When we talk about data analytics, we mean any software enabling process engineers or scientists to:
• Create a cleansed, focused data set for analysis through assembling, aggregating, or “wrangling” data from various sources, including data historians, offline data, manufacturing systems and relational databases
• Investigate operations data using “self-service” tools to rapidly analyze alarm, process or asset data for ad hoc or regular reporting
• Publish or share insights and reports across the organization to enable data-driven action, or enable predictive analytics on incoming data
• Many data analytics solutions claim to offer some or all these things — with the goal of finally closing the gap between data and insight. But are they successful? And how do you evaluate success?
We propose five questions every process manufacturing buyer should ask when evaluating an advanced analytics solution.
1. IS THE DATA ANALYTICS SOLUTION DESIGNED SPECIFICALLY FOR PROCESS MANUFACTURING, AND CAN IT HANDLE TIME-SERIES DATA AND SOLVE PROCESS MANUFACTURING PROBLEMS?
Many data analytics solutions are general purpose and designed for IT, and as such aren’t a good fit for life sciences, hence the first question.
Anyone who works with industrial time-series data knows it isn’t like other data. No matter the industry — from pharma to mining to oil & gas — the data produced and the assets involved present a tangle of convoluted relationships and contextual challenges.
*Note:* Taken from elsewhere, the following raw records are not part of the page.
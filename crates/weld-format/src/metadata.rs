use chrono::{DateTime, Utc};
use serde::{Deserialize, Serialize};

/// Document metadata stored alongside the weld features.
#[derive(Debug, Clone, PartialEq, Serialize, Deserialize)]
pub struct DocumentMetadata {
    /// Human-readable document name.
    pub name: String,
    /// When the document was first created.
    pub created: DateTime<Utc>,
    /// When the document was last modified.
    pub modified: DateTime<Utc>,
}

impl DocumentMetadata {
    /// Create metadata with the given name and current timestamp.
    pub fn new(name: impl Into<String>) -> Self {
        let now = Utc::now();
        Self {
            name: name.into(),
            created: now,
            modified: now,
        }
    }

    /// Mark the document as modified now.
    pub fn touch(&mut self) {
        self.modified = Utc::now().max(self.created);
    }
}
Whether you’re looking at a pharmaceutical facility, a process development lab or a refinery — there are historians collecting data across many different protocols used by multiple vendors across a disparate array of equipment, of varying ages and implementations.
These systems are typically producing data at speeds and volumes that other industries find dizzying, and at uneven intervals that can confound conventional relational databases. All this data also needs to be cleansed to be useful.
To make matters worse, all these events and signals lack the associated context to make them meaningful on their own — a problem compounded further when assembling data from multiple sources, which requires the addition of these key relationships.
Finally, time-series data is hard to navigate. Sensors have timestamps that need to be aligned and aggregated across specific ranges in time, obstacles not found with transaction data.
The right data analytics solution will work exclusively with industrial time-series data. This will enable the solution to go far beyond spreadsheets or general purpose data analytics software designed for relational or IT-based applications.
This means correctly handling, displaying and navigating time-series data. This enables users to capture the right data to solve real life sciences problems.
Collecting sensor data isn’t a trivial task. It’s also often the start of a longer process that involves cleansing, adding context and performing calculations — a process that needs to leverage the hard-won insights and institutional knowledge of engineers.
2. DOES THE ANALYTICS SOLUTION RELY ON YOUR EXPERTS OR THEIR EXPERTS?
Beware of vendor experts bearing correlations. Many data analytics vendors know their own technology extremely well, but don’t know much about process manufacturing. This can lead to a focus on the analytics themselves rather than the implications of any findings — and, in turn, an emphasis on correlations over outcomes.
The key to positive business outcomes for process manufacturing is empowering internal experts. A typical process manufacturing organization has a great deal of expertise at its disposal, spread out across a skilled front line of process engineers, scientists, team leads and other technical specialists.